Nepali Sentiment Analysis

This repository contains code for a Nepali Sentiment Analysis model. The model is trained to predict the sentiment (positive, negative, or neutral) of Nepali text.

Dataset

The dataset used for training this model is sourced from Shushant/NepaliSentiment on the Hugging Face Datasets Hub. The dataset consists of labelled Nepali text samples with corresponding sentiment labels.

Model Architecture

The model architecture used in this repository is based on the BERT (Bidirectional Encoder Representations from Transformers) model, specifically the bert-base-multilingual-cased variant. BERT is a powerful pre-trained language model that can be fine-tuned for various natural language processing tasks, including sentiment analysis.

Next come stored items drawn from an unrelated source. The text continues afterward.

use crate::types::ServerEvent;

#[derive(Debug, Clone, Copy, PartialEq, Eq, Default)]
pub enum CancellationState {
    #[default]
    Idle,
    Cancelling,
}

/// Tracks whether a response is in flight and whether a cancellation is
/// waiting for the output buffer to stop. Muting and the drain timer live with
/// the session; this only decides.
#[derive(Debug, Default)]
pub(crate) struct ResponseCancellation {
    state: CancellationState,
    /// Set between `response.created` and `response.done`.
    active_response: Option<String>,
    /// Set between output buffer started and stopped or cleared.
    playing: bool,
}

impl ResponseCancellation {
    pub fn state(&self) -> CancellationState {
        self.state
    }

    pub fn in_flight(&self) -> bool {
        self.active_response.is_some() || self.playing
    }

    pub fn observe(&mut self, event: &ServerEvent) {
        match event {
            ServerEvent::ResponseCreated(e) => self.active_response = Some(e.response().id().to_string()),
            ServerEvent::ResponseDone(e) => {
                if self.active_response.as_deref() == Some(e.response().id()) {
                    self.active_response = None;
                }
            }
            ServerEvent::OutputAudioBufferStarted(_) => self.playing = true,
            ServerEvent::OutputAudioBufferStopped(_) | ServerEvent::OutputAudioBufferCleared(_) => self.playing = false,
            _ => {}
        }
    }

    /// The `response_id` a cancel command should carry, or `None` when there
    /// is nothing to cancel or a cancellation is already pending.
    pub fn target(&self, requested: Option<&str>) -> Option<Option<String>> {
        if self.state == CancellationState::Cancelling || !self.in_flight() {
            return None;
        }
        Some(requested.map(str::to_string).or_else(|| self.active_response.clone()))
    }

    pub fn begin(&mut self) {
        self.state = CancellationState::Cancelling;
    }

    /// Called on output stopped. Returns whether a cancellation was waiting on it.
    pub fn confirm_stopped(&mut self) -> bool {
        std::mem::replace(&mut self.state, CancellationState::Idle) == CancellationState::Cancelling
    }

    /// Called on `response.done`. A cancelled response that never started
    /// playing has no output buffer to stop, so its completion settles the
    /// cancellation instead.
    pub fn confirm_done(&mut self) -> bool {
        if self.state == CancellationState::Cancelling && !self.playing {
            self.state = CancellationState::Idle;
            return true;
        }
        false
    }

    pub fn reset(&mut self) {
        *self = Self::default();
    }
}
//! Importer for the affiliate-platform profile exports. These arrive as
//! well-formed JSON with a root `profiles` array, so no lenient parsing or
//! structure scanning is involved; the work is keyword tagging and handle
//! cleanup.

use crate::utils::error::{ImportError, Result};
use serde::{Deserialize, Serialize};
use serde_json::Value;

pub const DEFAULT_KEYWORDS: &[&str] = &["beauty", "makeup"];

const INSTAGRAM_PREFIX: &str = "https://www.instagram.com/";

#[derive(Debug, Clone, PartialEq, Serialize, Deserialize)]
#[serde(rename_all = "camelCase")]
pub struct ProfileRow {
    pub name: String,
    pub matched_keywords: String,
    pub instagram_url: String,
}

pub fn import_profiles(raw_text: &str, keywords: &[&str]) -> Result<Vec<ProfileRow>> {
    let document: Value = serde_json::from_str(raw_text)
        .map_err(|e| ImportError::InvalidInput(format!("profile export is not valid JSON: {}", e)))?;

    let profiles = document
        .get("profiles")
        .and_then(Value::as_array)
        .ok_or_else(|| {
            ImportError::InvalidInput("no profiles array in document".to_string())
        })?;

    let rows = profiles
        .iter()
        .map(|profile| {
            let bio = profile.get("bio").and_then(Value::as_str).unwrap_or("");
            let instagram_url = profile
                .get("instagram_name")
                .and_then(Value::as_str)
                .map(|name| format!("{}{}", INSTAGRAM_PREFIX, name.replace('@', "")))
                .unwrap_or_default();

            ProfileRow {
                name: profile
                    .get("display_name")
                    .and_then(Value::as_str)
                    .unwrap_or("")
                    .to_string(),
                matched_keywords: matching_keywords(bio, keywords),
                instagram_url,
            }
        })
        .collect();

    Ok(rows)
}

fn matching_keywords(bio: &str, keywords: &[&str]) -> String {
    let lower = bio.to_lowercase();
    keywords
        .iter()
        .filter(|keyword| lower.contains(&keyword.to_lowercase()))
        .copied()
        .collect::<Vec<_>>()
        .join(", ")
}

pub fn to_tsv(rows: &[ProfileRow]) -> Result<String> {
    let mut writer = csv::WriterBuilder::new()
        .delimiter(b'\t')
        .from_writer(Vec::new());

    writer.write_record(["Name", "Matched Keywords", "Instagram URL"])?;
    for row in rows {
        writer.write_record([
            row.name.as_str(),
            row.matched_keywords.as_str(),
            row.instagram_url.as_str(),
        ])?;
    }

    let bytes = writer
        .into_inner()
        .map_err(|e| ImportError::ProcessingError {
            message: format!("CSV writer flush failed: {}", e),
        })?;
    Ok(String::from_utf8_lossy(&bytes).into_owned())
}

#[cfg(test)]
mod tests {
    use super::*;

    #[test]
    fn test_profiles_mapped() {
        let input = r#"{
            "profiles": [
                {"display_name": "Ana", "bio": "Makeup artist and Beauty lover", "instagram_name": "@ana.mk"},
                {"display_name": "Bo", "bio": "travel"}
            ]
        }"#;

        let rows = import_profiles(input, DEFAULT_KEYWORDS).unwrap();
        assert_eq!(rows.len(), 2);
        assert_eq!(rows[0].name, "Ana");
        assert_eq!(rows[0].matched_keywords, "beauty, makeup");
        assert_eq!(rows[0].instagram_url, "https://www.instagram.com/ana.mk");
        assert_eq!(rows[1].matched_keywords, "");
        assert_eq!(rows[1].instagram_url, "");
    }

    #[test]
    fn test_missing_profiles_array_rejected() {
        let err = import_profiles(r#"{"creators": []}"#, DEFAULT_KEYWORDS).unwrap_err();
        assert!(matches!(err, ImportError::InvalidInput(_)));
    }

    #[test]
    fn test_malformed_json_rejected() {
        let err = import_profiles("{broken", DEFAULT_KEYWORDS).unwrap_err();
        assert!(matches!(err, ImportError::InvalidInput(_)));
    }

    #[test]
    fn test_tsv_rendering() {
        let rows = vec![ProfileRow {
            name: "Ana".to_string(),
            matched_keywords: "beauty".to_string(),
            instagram_url: "https://www.instagram.com/ana".to_string(),
        }];
        let output = to_tsv(&rows).unwrap();
        let lines: Vec<&str> = output.lines().collect();
        assert_eq!(lines[0], "Name\tMatched Keywords\tInstagram URL");
        assert_eq!(lines[1], "Ana\tbeauty\thttps://www.instagram.com/ana");
    }
}
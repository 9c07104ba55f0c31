use crate::domain::ports::Storage;
use crate::utils::error::Result;
use std::fs;
use std::path::Path;

/// Filesystem storage rooted at a base directory. Absolute paths bypass the
/// base (std `Path::join` semantics).
#[derive(Debug, Clone)]
pub struct LocalStorage {
    base_path: String,
}

impl LocalStorage {
    pub fn new(base_path: String) -> Self {
        Self { base_path }
    }
}

impl Storage for LocalStorage {
    async fn read_file(&self, path: &str) -> Result<Vec<u8>> {
        let full_path = Path::new(&self.base_path).join(path);
        let data = fs::read(full_path)?;
        Ok(data)
    }

    async fn write_file(&self, path: &str, data: &[u8]) -> Result<()> {
        let full_path = Path::new(&self.base_path).join(path);

        if let Some(parent) = full_path.parent() {
            fs::create_dir_all(parent)?;
        }

        fs::write(full_path, data)?;
        Ok(())
    }
}
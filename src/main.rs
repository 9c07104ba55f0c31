use clap::Parser;
use creator_etl::domain::ports::ConfigProvider;
use creator_etl::utils::{logger, validation::Validate};
use creator_etl::{CliConfig, CreatorPipeline, ImportEngine, ImportSummary, LocalStorage, TomlConfig};

#[tokio::main]
async fn main() -> Result<(), Box<dyn std::error::Error>> {
    let cli = CliConfig::parse();

    logger::init_cli_logger(cli.verbose);

    tracing::info!("starting creator-etl");
    if cli.verbose {
        tracing::debug!("CLI config: {:?}", cli);
    }

    if let Some(config_path) = &cli.config {
        let config = TomlConfig::from_file(config_path)?;
        if let Err(e) = config.validate() {
            tracing::error!("configuration validation failed: {}", e);
            eprintln!("❌ {}", e);
            std::process::exit(1);
        }
        run(config).await
    } else {
        if let Err(e) = cli.validate() {
            tracing::error!("configuration validation failed: {}", e);
            eprintln!("❌ {}", e);
            std::process::exit(1);
        }
        run(cli).await
    }
}

async fn run<C: ConfigProvider + 'static>(config: C) -> Result<(), Box<dyn std::error::Error>> {
    let storage = LocalStorage::new(".".to_string());
    let pipeline = CreatorPipeline::new(storage, config);
    let engine = ImportEngine::new(pipeline);

    match engine.run().await {
        Ok((summary, output_path)) => {
            print_summary(&summary);
            println!("📁 Output saved to: {}", output_path);
            Ok(())
        }
        Err(e) => {
            tracing::error!("import failed: {}", e);
            eprintln!("❌ {}", e);
            std::process::exit(1);
        }
    }
}

fn print_summary(summary: &ImportSummary) {
    println!("✅ Import completed");
    println!(
        "   {} records processed, {} accepted, {} filtered, {} duplicates",
        summary.total, summary.accepted, summary.filtered, summary.duplicates
    );
    println!(
        "   follower bounds: {} ~ {}",
        summary.min_followers, summary.max_followers
    );
}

The model takes Nepali text as input and produces sentiment predictions as output. It uses tokenization techniques to convert the text into numerical representations and leverages the transformer-based architecture to capture contextual relationships between words in the text.

Usage

To use the Nepali Sentiment Analysis model:

  1. Install the required dependencies listed in requirements.txt.

  2. Load the trained model using model = BertForSequenceClassification.from_pretrained('bert-base-multilingual-cased', num_labels=3).

  3. Tokenize your Nepali text data using the same tokenization techniques used during training.

  4. Feed the tokenized input to the model and obtain the predicted sentiment labels.

  5. Evaluate the model's performance using suitable metrics such as accuracy, precision, recall, or F1-score.

  6. To try the model practically, open nepali-sentiment-model-tryout.ipynb in Jupyter Notebook.

  7. In the model-tryout.ipynb file, provide the string you want to analyze for sentiment.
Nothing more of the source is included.